При всем разнообразии индивидуальностей и судеб одиночество их обусловлено одной и той же причиной — они люди деклассированные. В годы, предшествовавшие второй мировой войне, в Турции начался процесс, именуемый развитием буржуазных отношений в полуфеодальной, аграрной стране. Выходцы из среднего класса, некогда кормившиеся службой Османской империи, разорившиеся ремесленники, а главным образом обезземеленные крестьяне постоянно пополняли рынок «свободного труда», где предложение в десятки раз превышало спрос: промышленность только зарождалась.

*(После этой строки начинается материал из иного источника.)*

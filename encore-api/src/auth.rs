use axum::{
    extract::{Request, State},
    http::StatusCode,
    middleware::Next,
    response::Response,
    routing::post,
    Json, Router,
};
use chrono::{Duration, Utc};
use jsonwebtoken::{decode, encode, DecodingKey, EncodingKey, Header, Validation};
use serde::{Deserialize, Serialize};
use uuid::Uuid;

use crate::{error::AppError, state::AppState};

#[derive(Debug, Serialize, Deserialize, Clone)]
pub struct Claims {
    pub sub: String,
    pub role: String,
    pub exp: usize,
}

#[derive(Debug, Serialize)]
struct AuthResponse {
    token: String,
}

pub fn routes() -> Router<AppState> {
    Router::new().route("/v1/auth/guest", post(login_guest))
}

/// Mint an anonymous session token. The reservation core trusts this
/// identity; it performs no authentication of its own.
async fn login_guest(State(state): State<AppState>) -> Result<Json<AuthResponse>, AppError> {
    let claims = Claims {
        sub: format!("guest-{}", Uuid::new_v4()),
        role: "GUEST".to_owned(),
        exp: (Utc::now() + Duration::seconds(state.auth.expiration as i64)).timestamp() as usize,
    };

    let token = encode(
        &Header::default(),
        &claims,
        &EncodingKey::from_secret(state.auth.secret.as_bytes()),
    )
    .map_err(|e| AppError::Anyhow(anyhow::anyhow!("Token encoding failed: {}", e)))?;

    Ok(Json(AuthResponse { token }))
}

/// Bearer-token middleware. Decodes the JWT and injects `Claims` into the
/// request extensions for downstream handlers.
pub async fn require_auth(
    State(state): State<AppState>,
    mut req: Request,
    next: Next,
) -> Result<Response, StatusCode> {
    let auth_header = req
        .headers()
        .get("Authorization")
        .and_then(|h| h.to_str().ok())
        .ok_or(StatusCode::UNAUTHORIZED)?;

    let token = auth_header
        .strip_prefix("Bearer ")
        .ok_or(StatusCode::UNAUTHORIZED)?;

    let token_data = decode::<Claims>(
        token,
        &DecodingKey::from_secret(state.auth.secret.as_bytes()),
        &Validation::default(),
    )
    .map_err(|_| StatusCode::UNAUTHORIZED)?;

    req.extensions_mut().insert(token_data.claims);

    Ok(next.run(req).await)
}

pub fn require_admin(claims: &Claims) -> Result<(), AppError> {
    if claims.role != "ADMIN" {
        return Err(AppError::AuthorizationError(
            "Admin role required".to_string(),
        ));
    }
    Ok(())
}
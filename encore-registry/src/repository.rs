use async_trait::async_trait;
use chrono::{DateTime, Utc};
use encore_domain::{Seat, SeatState, SeatStatus};
use uuid::Uuid;

/// Registry failures. Seat-level conflicts during locking are turned into
/// per-seat outcomes by the coordinator; only structural failures (unknown
/// event or seat) reach callers as request-level errors.
#[derive(Debug, thiserror::Error)]
pub enum RegistryError {
    #[error("Event not found: {0}")]
    EventNotFound(Uuid),

    #[error("Seat not found: {0}")]
    SeatNotFound(Uuid),

    #[error("Seat map already exists for event: {0}")]
    EventExists(Uuid),

    #[error("Seat state changed concurrently: {seat_id}")]
    Conflict { seat_id: Uuid },

    #[error("Hold window lapsed for seat: {seat_id}")]
    HoldExpired { seat_id: Uuid },

    #[error("Seat set must not be empty")]
    EmptySeatSet,
}

/// Repository trait for seat state access. The registry is the single
/// shared mutable resource; every mutation funnels through one of the
/// compare-and-set entry points below so concurrent writers cannot lose
/// updates. A SQL or Redis backend implements the same contract with a
/// transactional update per call.
#[async_trait]
pub trait SeatStore: Send + Sync {
    /// Seed the seat map for an event. Fails if the event already has one.
    async fn insert_seats(&self, event_id: Uuid, seats: Vec<Seat>) -> Result<(), RegistryError>;

    /// Drop an event's seat map.
    async fn remove_event(&self, event_id: Uuid) -> Result<(), RegistryError>;

    /// Snapshot of all seats for an event, ordered by (row, column).
    /// Holds past their window are released before the snapshot is taken,
    /// so an expired hold is never reported as HELD.
    async fn list_seats(&self, event_id: Uuid) -> Result<Vec<Seat>, RegistryError>;

    async fn get_seat(&self, event_id: Uuid, seat_id: Uuid) -> Result<Seat, RegistryError>;

    /// Atomic per-seat compare-and-set: applies `next` only while the
    /// current status equals `expected`, otherwise fails with `Conflict`.
    /// Underlies the lock path.
    async fn apply_transition(
        &self,
        event_id: Uuid,
        seat_id: Uuid,
        expected: SeatStatus,
        next: SeatState,
    ) -> Result<Seat, RegistryError>;

    /// Release a hold only if `user_id` is the holder. Returns the released
    /// seat, or None when the seat was not held by the caller (a no-op, not
    /// an error). This is the status CAS with the holder guard folded in;
    /// checking the holder outside the store would reopen the lost-update
    /// window the CAS exists to close.
    async fn release_hold(
        &self,
        event_id: Uuid,
        seat_id: Uuid,
        user_id: &str,
    ) -> Result<Option<Seat>, RegistryError>;

    /// All-or-nothing HELD(user) -> BOOKED across the seat set. Every guard
    /// (holder match, hold window) is verified before any seat is mutated;
    /// on failure nothing changes. Lapsed holds fail with `HoldExpired`,
    /// any other guard failure with `Conflict`.
    async fn book_seats(
        &self,
        event_id: Uuid,
        user_id: &str,
        seat_ids: &[Uuid],
        booking_id: Uuid,
        now: DateTime<Utc>,
    ) -> Result<Vec<Seat>, RegistryError>;

    /// Release every hold whose window has elapsed at `now`, across all
    /// events. Returns the reclaimed seats. Sweeper entry point.
    async fn release_expired(&self, now: DateTime<Utc>) -> Result<Vec<Seat>, RegistryError>;
}
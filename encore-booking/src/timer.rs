use chrono::{DateTime, Utc};
use encore_domain::{HoldPolicy, Seat};
use serde::Serialize;
use uuid::Uuid;

/// Countdown state reconstructed from server-recorded hold timestamps.
/// This is the single authoritative reconciliation consumed by every UI
/// surface; clients must never reset a reloaded timer to the full window.
#[derive(Debug, Clone, Serialize)]
pub struct HoldSession {
    pub seat_ids: Vec<Uuid>,
    /// Earliest hold timestamp across the user's seats; the countdown runs
    /// from the oldest hold so it never overstates the time left.
    pub held_at: DateTime<Utc>,
    pub remaining_seconds: i64,
}

/// Derive the caller's active hold session from a seat snapshot.
/// Remaining time is `hold_duration - (now - held_at)` clamped at zero;
/// zero remaining means the hold is treated as expired even if the sweeper
/// has not physically reclaimed the seats yet, and no session is returned.
pub fn reconcile_session(
    seats: &[Seat],
    user_id: &str,
    policy: &HoldPolicy,
    now: DateTime<Utc>,
) -> Option<HoldSession> {
    let mut seat_ids = Vec::new();
    let mut earliest: Option<DateTime<Utc>> = None;

    for seat in seats {
        if !seat.is_held_by(user_id) {
            continue;
        }
        let Some(held_at) = seat.held_at else {
            continue;
        };
        if policy.is_expired(held_at, now) {
            continue;
        }
        seat_ids.push(seat.id);
        earliest = Some(match earliest {
            Some(e) if e <= held_at => e,
            _ => held_at,
        });
    }

    let held_at = earliest?;
    let remaining_seconds = policy.remaining_seconds(held_at, now);
    if remaining_seconds == 0 {
        return None;
    }
    Some(HoldSession {
        seat_ids,
        held_at,
        remaining_seconds,
    })
}

#[cfg(test)]
mod tests {
    use super::*;
    use chrono::Duration;
    use encore_domain::SeatState;

    fn seat_held_by(event_id: Uuid, user: &str, ago_seconds: i64) -> Seat {
        let mut seat = Seat::available(event_id, 1, 1, 5000);
        seat.apply(SeatState::Held {
            user_id: user.to_string(),
            held_at: Utc::now() - Duration::seconds(ago_seconds),
        });
        seat
    }

    #[test]
    fn test_reload_yields_remaining_window() {
        let event_id = Uuid::new_v4();
        let seats = vec![seat_held_by(event_id, "user-a", 120)];
        let policy = HoldPolicy::new(600);

        let session = reconcile_session(&seats, "user-a", &policy, Utc::now()).unwrap();
        assert_eq!(session.seat_ids, vec![seats[0].id]);
        // 600 - 120, one second of slack for the test clock
        assert!((479..=480).contains(&session.remaining_seconds));
    }

    #[test]
    fn test_earliest_hold_governs_countdown() {
        let event_id = Uuid::new_v4();
        let seats = vec![
            seat_held_by(event_id, "user-a", 300),
            seat_held_by(event_id, "user-a", 60),
        ];
        let policy = HoldPolicy::new(600);

        let session = reconcile_session(&seats, "user-a", &policy, Utc::now()).unwrap();
        assert_eq!(session.seat_ids.len(), 2);
        assert!(session.remaining_seconds <= 300);
    }

    #[test]
    fn test_lapsed_hold_yields_no_session() {
        let event_id = Uuid::new_v4();
        let seats = vec![seat_held_by(event_id, "user-a", 601)];
        let policy = HoldPolicy::new(600);

        assert!(reconcile_session(&seats, "user-a", &policy, Utc::now()).is_none());
    }

    #[test]
    fn test_other_users_holds_ignored() {
        let event_id = Uuid::new_v4();
        let seats = vec![seat_held_by(event_id, "user-b", 60)];
        let policy = HoldPolicy::new(600);

        assert!(reconcile_session(&seats, "user-a", &policy, Utc::now()).is_none());
    }
}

Эти люди пуповиной своей были связаны с патриархальным прошлым, оно еще жило в них как представление о нормах человеческих взаимоотношений, между тем действительность все решительней эти нормы отвергала. И потому им было так же трудно осознать, что с ними происходит, как подопытному кролику понять смысл производимого над ним эксперимента.
Орхан Кемаль, сын адвоката и внук султанского чиновника, был близок по умонастроениям к героям своих автобиографических произведений. И назвал он эту серию романов записками «маленького», а не простого человека не случайно.
Термин «маленький человек», впервые употребленный в турецкой литературе Орханом Кемалем, вначале был принят читателем и критикой как нечто само собой разумеющееся. Споры начались позднее, когда писатель развернул его в десятках судеб и характеров. «У нас, как и во всем мире, „маленький человек“ в отчаянии, — писал видный романист К. Тахир. — Прежде всего потому, что он „маленький“. Но если дело не только в его „малости“, если его отчаяние вызвано иными причинами, то в обществах с различным социальным фундаментом должны быть различны и эти причины. На Западе „маленький человек“ в отчаянии потому, что не понимает или не хочет понять, что условия жизни могут быть изменены, он в отчаянии потому, что не может стать „большим“, то есть эксплуататором, и в ужасе оттого, что вынужден примкнуть к трудовым массам, которые считает ниже себя. Это, конечно, отчаяние, но не заслуживающее жалости, по крайней мере со стороны честных писателей. Драма этого „маленького человека“ Запада, конечно, заслуживает описания со всей его подноготной, во всей гнусности его тоски по эксплуататорству. Но есть ли у нас „маленький человек“ и его драма? Конечно. И хотя о нашем „маленьком человеке“ написано много, мы пока что не приблизились к пониманию причин его отчаяния, ибо наши рассказчики да и кое-кто из романистов, вместо того чтобы исследовать нашу действительность, пошли по наиболее легкому пути — присвоили сработанные на Западе готовые образцы. Наш „маленький человечек“ и его отчаяние ждут своего писателя».